# Exercise goal
Which of the lines below mention the word "Manual"? Pull each one out.

=== Records provided ===

//! REST client for the generative-language completion endpoint.
//!
//! One round trip per call, no retries. The [`CompletionApi`] trait is
//! the seam tests and embedders use to swap the live client out.

use async_trait::async_trait;
use serde::Deserialize;

use crate::config::AssistantConfig;

// ---------------------------------------------------------------------------
// Request / response shapes
// ---------------------------------------------------------------------------

/// A single completion call: one prompt, one system instruction, and an
/// optional JSON schema constraining the response body.
#[derive(Debug, Clone)]
pub struct CompletionRequest {
    /// Model name, e.g. `gemini-3-flash-preview`.
    pub model: String,
    /// User-facing prompt text.
    pub prompt: String,
    /// System instruction prepended to the conversation.
    pub system_instruction: String,
    /// When set, the endpoint is asked for `application/json` output
    /// matching this schema.
    pub response_schema: Option<serde_json::Value>,
}

#[derive(Debug, Deserialize)]
struct GenerateContentResponse {
    #[serde(default)]
    candidates: Vec<Candidate>,
}

#[derive(Debug, Deserialize)]
struct Candidate {
    content: CandidateContent,
}

#[derive(Debug, Deserialize)]
struct CandidateContent {
    #[serde(default)]
    parts: Vec<Part>,
}

#[derive(Debug, Deserialize)]
struct Part {
    #[serde(default)]
    text: String,
}

/// Errors from the completion REST layer.
#[derive(Debug, thiserror::Error)]
pub enum ApiError {
    /// The HTTP request itself failed (network, DNS, TLS, etc.).
    #[error("HTTP request failed: {0}")]
    Request(#[from] reqwest::Error),

    /// The endpoint returned a non-2xx status code.
    #[error("completion API error ({status}): {body}")]
    Api {
        /// HTTP status code.
        status: u16,
        /// Raw response body for debugging.
        body: String,
    },

    /// The response parsed but carried no candidate text.
    #[error("completion response contained no text")]
    EmptyCompletion,
}

// ---------------------------------------------------------------------------
// Trait seam
// ---------------------------------------------------------------------------

/// A completion backend: prompt in, text out.
#[async_trait]
pub trait CompletionApi: Send + Sync {
    /// Run a single completion round trip and return the raw text.
    async fn complete(&self, request: CompletionRequest) -> Result<String, ApiError>;
}

// ---------------------------------------------------------------------------
// Live client
// ---------------------------------------------------------------------------

/// HTTP client for the generative-language `generateContent` endpoint.
pub struct GenerativeApi {
    client: reqwest::Client,
    config: AssistantConfig,
}

impl GenerativeApi {
    /// Create a client for the configured endpoint.
    pub fn new(config: AssistantConfig) -> Self {
        Self {
            client: reqwest::Client::new(),
            config,
        }
    }

    /// Create a client reusing an existing [`reqwest::Client`].
    pub fn with_client(client: reqwest::Client, config: AssistantConfig) -> Self {
        Self { client, config }
    }

    fn request_body(request: &CompletionRequest) -> serde_json::Value {
        let mut body = serde_json::json!({
            "contents": [{ "parts": [{ "text": request.prompt }] }],
            "systemInstruction": { "parts": [{ "text": request.system_instruction }] },
        });
        if let Some(schema) = &request.response_schema {
            body["generationConfig"] = serde_json::json!({
                "responseMimeType": "application/json",
                "responseSchema": schema,
            });
        }
        body
    }

    /// Ensure the response has a success status code. Returns the
    /// response unchanged on success, or an [`ApiError::Api`] carrying
    /// the status and body text on failure.
    async fn ensure_success(response: reqwest::Response) -> Result<reqwest::Response, ApiError> {
        let status = response.status();
        if !status.is_success() {
            let body = response
                .text()
                .await
                .unwrap_or_else(|_| "<unreadable body>".to_string());
            return Err(ApiError::Api {
                status: status.as_u16(),
                body,
            });
        }
        Ok(response)
    }

    /// Pull the first candidate's concatenated part text out of a
    /// parsed response.
    fn extract_text(response: GenerateContentResponse) -> Result<String, ApiError> {
        let text: String = response
            .candidates
            .into_iter()
            .next()
            .map(|candidate| {
                candidate
                    .content
                    .parts
                    .into_iter()
                    .map(|part| part.text)
                    .collect()
            })
            .unwrap_or_default();
        if text.is_empty() {
            return Err(ApiError::EmptyCompletion);
        }
        Ok(text)
    }
}

#[async_trait]
impl CompletionApi for GenerativeApi {
    async fn complete(&self, request: CompletionRequest) -> Result<String, ApiError> {
        let request_id = uuid::Uuid::new_v4();
        tracing::debug!(%request_id, model = %request.model, "sending completion request");

        let url = format!(
            "{}/models/{}:generateContent?key={}",
            self.config.api_url, request.model, self.config.api_key
        );
        let response = self
            .client
            .post(url)
            .json(&Self::request_body(&request))
            .send()
            .await?;

        let response = Self::ensure_success(response).await?;
        let parsed = response.json::<GenerateContentResponse>().await?;
        let text = Self::extract_text(parsed)?;
        tracing::debug!(%request_id, chars = text.len(), "completion received");
        Ok(text)
    }
}

#[cfg(test)]
mod tests {
    use super::*;

    fn request(schema: Option<serde_json::Value>) -> CompletionRequest {
        CompletionRequest {
            model: "gemini-3-flash-preview".to_string(),
            prompt: "hello".to_string(),
            system_instruction: "be brief".to_string(),
            response_schema: schema,
        }
    }

    #[test]
    fn chat_body_has_no_generation_config() {
        let body = GenerativeApi::request_body(&request(None));
        assert_eq!(body["contents"][0]["parts"][0]["text"], "hello");
        assert_eq!(body["systemInstruction"]["parts"][0]["text"], "be brief");
        assert!(body.get("generationConfig").is_none());
    }

    #[test]
    fn structured_body_requests_json_output() {
        let schema = serde_json::json!({ "type": "OBJECT" });
        let body = GenerativeApi::request_body(&request(Some(schema.clone())));
        assert_eq!(body["generationConfig"]["responseMimeType"], "application/json");
        assert_eq!(body["generationConfig"]["responseSchema"], schema);
    }

    #[test]
    fn extract_text_joins_candidate_parts() {
        let response: GenerateContentResponse = serde_json::from_value(serde_json::json!({
            "candidates": [{ "content": { "parts": [{ "text": "a" }, { "text": "b" }] } }]
        }))
        .unwrap();
        assert_eq!(GenerativeApi::extract_text(response).unwrap(), "ab");
    }

    #[test]
    fn extract_text_rejects_empty_responses() {
        let response: GenerateContentResponse =
            serde_json::from_value(serde_json::json!({ "candidates": [] })).unwrap();
        assert_matches::assert_matches!(
            GenerativeApi::extract_text(response),
            Err(ApiError::EmptyCompletion)
        );
    }
}
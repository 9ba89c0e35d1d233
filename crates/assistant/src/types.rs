//! Catalog snapshot input and the parsed quotation draft.

use lenscraft_core::catalog::ServiceItem;
use lenscraft_core::quotation::LineItem;
use lenscraft_core::resources::{Asset, Freelancer};
use serde::{Deserialize, Serialize};

/// Point-in-time view of the catalog handed to the quote model.
#[derive(Debug, Clone, Default, Serialize)]
pub struct CatalogSnapshot {
    pub services: Vec<ServiceItem>,
    pub contractors: Vec<Freelancer>,
    pub assets: Vec<Asset>,
}

/// Model-produced quotation draft, parsed from the schema-constrained
/// completion. Prices are whole rupees from the catalog.
#[derive(Debug, Clone, Serialize, Deserialize)]
#[serde(rename_all = "camelCase")]
pub struct QuotationDraft {
    pub project_type: String,
    pub tier: String,
    pub items: Vec<LineItem>,
    pub explanation: String,
}
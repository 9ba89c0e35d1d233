//! Lenscraft domain core.
//!
//! Entities and pure business logic for the agency management platform:
//! the client directory, project pipeline, service catalog, resource
//! records, quotations and billing, plus the authentication gate. This
//! crate has no I/O; persistence and the assistant integration live in
//! their own crates and build on the types defined here.

pub mod auth;
pub mod billing;
pub mod catalog;
pub mod client;
pub mod error;
pub mod ids;
pub mod log;
pub mod pipeline;
pub mod project;
pub mod quotation;
pub mod resources;
pub mod types;
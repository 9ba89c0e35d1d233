//! Bundled seed data.
//!
//! Used when a collection has no persisted snapshot yet, and by the
//! admin reset. Matches the studio's starter dataset: two clients, the
//! flagship wedding project, the owned gear fleet, the regular
//! freelancer bench, three published plans, and two example quotations.

use lenscraft_core::auth::Credential;
use lenscraft_core::billing::{Coupon, DiscountType, Invoice, InvoiceStatus};
use lenscraft_core::catalog::{Pillar, PlanSubItem, RateType, ServiceItem};
use lenscraft_core::client::{Client, ClientType};
use lenscraft_core::pipeline::ProjectStatus;
use lenscraft_core::project::{
    PaymentStatus, Project, ProjectCategory, ProjectInvoiceStatus, ProjectTier, ShootType,
    TimeSlot,
};
use lenscraft_core::quotation::{
    LineItem, LineItemSource, Quotation, QuotationStatus, QuotationTier,
};
use lenscraft_core::resources::{
    Asset, AssetCategory, AssetStatus, Freelancer, FreelancerRole, FreelancerStatus, SkillLevel,
};

pub fn clients() -> Vec<Client> {
    vec![
        Client {
            id: "1".to_string(),
            name: "Acme Corp".to_string(),
            client_type: ClientType::Corporate,
            email: "contact@acme.com".to_string(),
            phone: "+91 8811186951".to_string(),
            address: "Guwahati, Assam".to_string(),
            total_revenue: 45000,
            past_projects: 3,
        },
        Client {
            id: "2".to_string(),
            name: "Ritu & Sandeep".to_string(),
            client_type: ClientType::Individual,
            email: "ritu@wedding.in".to_string(),
            phone: "+91 9900011223".to_string(),
            address: "Shillong, Meghalaya".to_string(),
            total_revenue: 12500,
            past_projects: 1,
        },
    ]
}

pub fn projects() -> Vec<Project> {
    vec![Project {
        id: "PRJ-2024-001".to_string(),
        title: "The Wedding of Ritu & Sandeep".to_string(),
        status: ProjectStatus::Shot,
        creation_date: "2023-10-01".to_string(),
        project_owner: "System Admin".to_string(),
        client_id: "2".to_string(),
        client_name: "Ritu & Sandeep".to_string(),
        client_type: ClientType::Individual,
        primary_contact: "Ritu Sharma".to_string(),
        phone: "+91 9900011223".to_string(),
        email: "ritu@wedding.in".to_string(),
        location: "Shillong, Meghalaya".to_string(),
        category: ProjectCategory::Wedding,
        tier: ProjectTier::Premium,
        service: Pillar::Photography,
        selected_package: Some("Classic Cinematic".to_string()),
        starting_price: Some(6850),
        shoot_type: ShootType::MultiDay,
        shoot_dates: vec!["2023-11-12".to_string(), "2023-11-13".to_string()],
        time_slot: TimeSlot::FullDay,
        delivery_deadline: "2023-12-15".to_string(),
        event_locations: "Pinewood Hotel, Shillong".to_string(),
        services_included: "Cinematic Photography, Raw Transfers, Drone Stills".to_string(),
        special_requirements: Some("Drone Aerials requested for ceremony".to_string()),
        quotation_id: Some("QT-101-99".to_string()),
        budget: 12500,
        invoice_status: ProjectInvoiceStatus::Paid,
        payment_status: PaymentStatus::Paid,
        advance_received: true,
        outstanding_amount: 0,
        internal_notes: Some("VIP wedding, ensure Rahul is lead".to_string()),
        created_by: "System Admin".to_string(),
        last_modified_by: "System Admin".to_string(),
        last_modified_date: "2023-11-14".to_string(),
    }]
}

pub fn assets() -> Vec<Asset> {
    let camera = |id: &str, name: &str, cost, rental_rate, status, tag: &str| Asset {
        id: id.to_string(),
        name: name.to_string(),
        category: AssetCategory::Camera,
        status,
        cost,
        rental_rate,
        variants: None,
        project_types: Some(vec![Pillar::Photography]),
        suitable_categories: Some(vec![tag.to_string()]),
    };
    vec![
        camera("a1", "Sony 6000", 45000, 1500, AssetStatus::Available, "Crop sensor camera"),
        camera("a2", "Canon M50", 55000, 2100, AssetStatus::Available, "Crop sensor camera"),
        Asset {
            project_types: Some(vec![Pillar::Photography, Pillar::Videography]),
            ..camera("a3", "Sony SII", 180000, 3800, AssetStatus::InUse, "Full sensor camera")
        },
        Asset {
            id: "e1".to_string(),
            name: "Ronin RC Gimbal".to_string(),
            category: AssetCategory::Accessory,
            status: AssetStatus::Available,
            cost: 35000,
            rental_rate: 900,
            variants: None,
            project_types: Some(vec![Pillar::Videography]),
            suitable_categories: Some(vec!["Stabilization".to_string()]),
        },
        Asset {
            id: "e2".to_string(),
            name: "Godox LC500 Light Stick".to_string(),
            category: AssetCategory::Light,
            status: AssetStatus::Available,
            cost: 15000,
            rental_rate: 250,
            variants: None,
            project_types: Some(vec![Pillar::Photography, Pillar::Videography]),
            suitable_categories: Some(vec!["RGB Lighting".to_string()]),
        },
    ]
}

pub fn freelancers() -> Vec<Freelancer> {
    let photographer = |id: &str, name: &str, level, rate_per_day, rating: f32, tag: &str| {
        Freelancer {
            id: id.to_string(),
            name: name.to_string(),
            role: FreelancerRole::Photographer,
            level,
            rate_per_day,
            rating,
            status: FreelancerStatus::Available,
            verified: true,
            variants: None,
            suitable_categories: Some(vec![tag.to_string()]),
            expertise: Some(vec![Pillar::Photography]),
        }
    };
    vec![
        photographer("f1", "Rahul Sinha", SkillLevel::Mid, 2000, 4.8, "Traditional Photography"),
        photographer("f2", "Samrat Sinha", SkillLevel::Mid, 2300, 4.9, "Classic Wedding"),
        photographer("f3", "Rupom Sinha", SkillLevel::Mid, 2000, 4.7, "Traditional Photography"),
        photographer("f4", "Shiv Narayan Das", SkillLevel::Senior, 1900, 5.0, "Expert Traditional"),
    ]
}

pub fn services() -> Vec<ServiceItem> {
    let sub = |id: &str, name: &str, price, is_mandatory| PlanSubItem {
        id: id.to_string(),
        name: name.to_string(),
        price,
        is_mandatory,
    };
    vec![
        ServiceItem {
            id: "s1".to_string(),
            pillar: Pillar::Photography,
            category: "Wedding".to_string(),
            plan_name: "Traditional Package".to_string(),
            price: 5200,
            rate_type: RateType::Fixed,
            description: "Entry-level traditional coverage.".to_string(),
            items: vec![
                sub("i1", "Single Photographer (Crop Sensor)", 3500, true),
                sub("i2", "Basic Retouching (50 Photos)", 1000, true),
                sub("i3", "Online Delivery Hub", 700, true),
                sub("i4", "Printed Hard-copy Album", 4000, false),
            ],
            portfolio_link: None,
            theme_index: Some(1),
        },
        ServiceItem {
            id: "s2".to_string(),
            pillar: Pillar::Photography,
            category: "Wedding".to_string(),
            plan_name: "Classic Cinematic".to_string(),
            price: 6850,
            rate_type: RateType::Fixed,
            description: "High-end cinematic wedding stills.".to_string(),
            items: vec![
                sub("i5", "Premium Photographer (Full Sensor)", 4850, true),
                sub("i6", "Professional Editing (100 Photos)", 2000, true),
                sub("i7", "Unlimited Raw Transfers", 0, true),
                sub("i8", "Drone Aerial Shots", 3000, false),
            ],
            portfolio_link: None,
            theme_index: Some(0),
        },
        ServiceItem {
            id: "s3".to_string(),
            pillar: Pillar::Videography,
            category: "Event".to_string(),
            plan_name: "Recap Protocol".to_string(),
            price: 3000,
            rate_type: RateType::Fixed,
            description: "Standard event recap video.".to_string(),
            items: vec![
                sub("i9", "Cinematographer (3 Hours)", 2000, true),
                sub("i10", "Video Editing (30 Mins)", 1000, true),
            ],
            portfolio_link: None,
            theme_index: Some(2),
        },
    ]
}

pub fn quotations() -> Vec<Quotation> {
    let item = |description: &str, price, source| LineItem {
        description: description.to_string(),
        quantity: 1,
        price,
        source,
    };
    vec![
        Quotation {
            id: "QT-2024-881".to_string(),
            client_id: "1".to_string(),
            client_name: "Acme Corp".to_string(),
            date: "2024-03-15".to_string(),
            start_date: "2024-04-10".to_string(),
            end_date: "2024-04-10".to_string(),
            expiry_date: "2024-03-29".to_string(),
            project_type: Pillar::Videography,
            tier: QuotationTier::Premium,
            items: vec![
                item("Recap Protocol", 3000, LineItemSource::Catalog),
                item("Drone Aerial Coverage", 2500, LineItemSource::Resource),
                item("4K Cinema Delivery", 1500, LineItemSource::Manual),
            ],
            total_amount: 7000,
            status: QuotationStatus::Sent,
        },
        Quotation {
            id: "QT-2024-912".to_string(),
            client_id: "2".to_string(),
            client_name: "Ritu & Sandeep".to_string(),
            date: "2023-11-01".to_string(),
            start_date: "2023-11-12".to_string(),
            end_date: "2023-11-13".to_string(),
            expiry_date: "2023-11-15".to_string(),
            project_type: Pillar::Photography,
            tier: QuotationTier::Premium,
            items: vec![
                item("Classic Cinematic", 6850, LineItemSource::Catalog),
                item("Luxury Leather Album", 4000, LineItemSource::Manual),
                item("Additional Lead Photographer", 1650, LineItemSource::Resource),
            ],
            total_amount: 12500,
            status: QuotationStatus::Accepted,
        },
    ]
}

pub fn invoices() -> Vec<Invoice> {
    vec![Invoice {
        id: "INV-OEVG-001".to_string(),
        client_name: "Ritu & Sandeep".to_string(),
        amount: 12500,
        date: "2023-11-15".to_string(),
        status: InvoiceStatus::Paid,
    }]
}

pub fn coupons() -> Vec<Coupon> {
    vec![
        Coupon {
            code: "WINTER20".to_string(),
            discount_type: DiscountType::Percentage,
            value: 20,
            expiry: "2024-12-31".to_string(),
        },
        Coupon {
            code: "FIRST500".to_string(),
            discount_type: DiscountType::Fixed,
            value: 500,
            expiry: "2025-01-01".to_string(),
        },
    ]
}

/// The fixed login allow-list.
pub fn allow_list() -> Vec<Credential> {
    let entry = |username: &str, password: &str, name: &str, role: &str| Credential {
        username: username.to_string(),
        password: password.to_string(),
        name: name.to_string(),
        role: role.to_string(),
    };
    vec![
        entry("SystemAdmin", "Admin00", "System Admin", "Root Admin"),
        entry("creative", "password", "Creative Lead", "Director"),
    ]
}

#[cfg(test)]
mod tests {
    use super::*;
    use lenscraft_core::quotation::line_items_total;

    #[test]
    fn seeded_quotation_totals_match_their_items() {
        for quotation in quotations() {
            assert_eq!(quotation.total_amount, line_items_total(&quotation.items));
        }
    }

    #[test]
    fn seeded_project_references_a_seeded_client() {
        let client_ids: Vec<_> = clients().into_iter().map(|c| c.id).collect();
        for project in projects() {
            assert!(client_ids.contains(&project.client_id));
        }
    }
}
use crate::types::EntityId;

#[derive(Debug, thiserror::Error)]
pub enum CoreError {
    #[error("Entity not found: {entity} with id {id}")]
    NotFound { entity: &'static str, id: EntityId },

    #[error("Validation failed: {0}")]
    Validation(String),

    #[error("Unauthorized: {0}")]
    Unauthorized(String),

    #[error("Internal error: {0}")]
    Internal(String),
}
//! Client directory records.

use serde::{Deserialize, Serialize};

use crate::types::{EntityId, Money};

/// Client classification.
#[derive(Debug, Clone, Copy, PartialEq, Eq, Serialize, Deserialize)]
pub enum ClientType {
    Individual,
    Corporate,
    Agency,
}

/// A client directory entry.
///
/// `total_revenue` and `past_projects` are denormalized counters. They
/// are updated by whoever registers the revenue event and are never
/// recomputed from the project collection.
#[derive(Debug, Clone, Serialize, Deserialize)]
#[serde(rename_all = "camelCase")]
pub struct Client {
    pub id: EntityId,
    pub name: String,
    #[serde(rename = "type")]
    pub client_type: ClientType,
    pub email: String,
    pub phone: String,
    pub address: String,
    pub total_revenue: Money,
    pub past_projects: u32,
}

/// Fallback display name for clients submitted without one.
pub const UNKNOWN_CLIENT_NAME: &str = "Unknown";

/// Blank or whitespace-only names become [`UNKNOWN_CLIENT_NAME`] instead
/// of blocking submission.
pub fn normalize_client_name(name: &str) -> String {
    let trimmed = name.trim();
    if trimmed.is_empty() {
        UNKNOWN_CLIENT_NAME.to_string()
    } else {
        trimmed.to_string()
    }
}

#[cfg(test)]
mod tests {
    use super::*;

    #[test]
    fn blank_name_defaults_to_unknown() {
        assert_eq!(normalize_client_name(""), "Unknown");
        assert_eq!(normalize_client_name("   "), "Unknown");
    }

    #[test]
    fn non_blank_name_is_trimmed() {
        assert_eq!(normalize_client_name("  Acme Corp "), "Acme Corp");
    }

    #[test]
    fn client_serde_uses_type_field() {
        let client = Client {
            id: "1".to_string(),
            name: "Acme Corp".to_string(),
            client_type: ClientType::Corporate,
            email: "contact@acme.com".to_string(),
            phone: "+91 8811186951".to_string(),
            address: "Guwahati, Assam".to_string(),
            total_revenue: 45000,
            past_projects: 3,
        };
        let json = serde_json::to_value(&client).unwrap();
        assert_eq!(json["type"], "Corporate");
        assert_eq!(json["totalRevenue"], 45000);
        assert_eq!(json["pastProjects"], 3);
    }
}
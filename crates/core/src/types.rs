/// Entity identifiers are client-generated strings (see [`crate::ids`]).
pub type EntityId = String;

/// All timestamps are UTC.
pub type Timestamp = chrono::DateTime<chrono::Utc>;

/// Monetary amounts are whole rupees. Line-item and quotation arithmetic
/// stays exact for integer inputs.
pub type Money = i64;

===

# Finished task
                item("4K Cinema Delivery", 1500, LineItemSource::Manual),
                item("Luxury Leather Album", 4000, LineItemSource::Manual),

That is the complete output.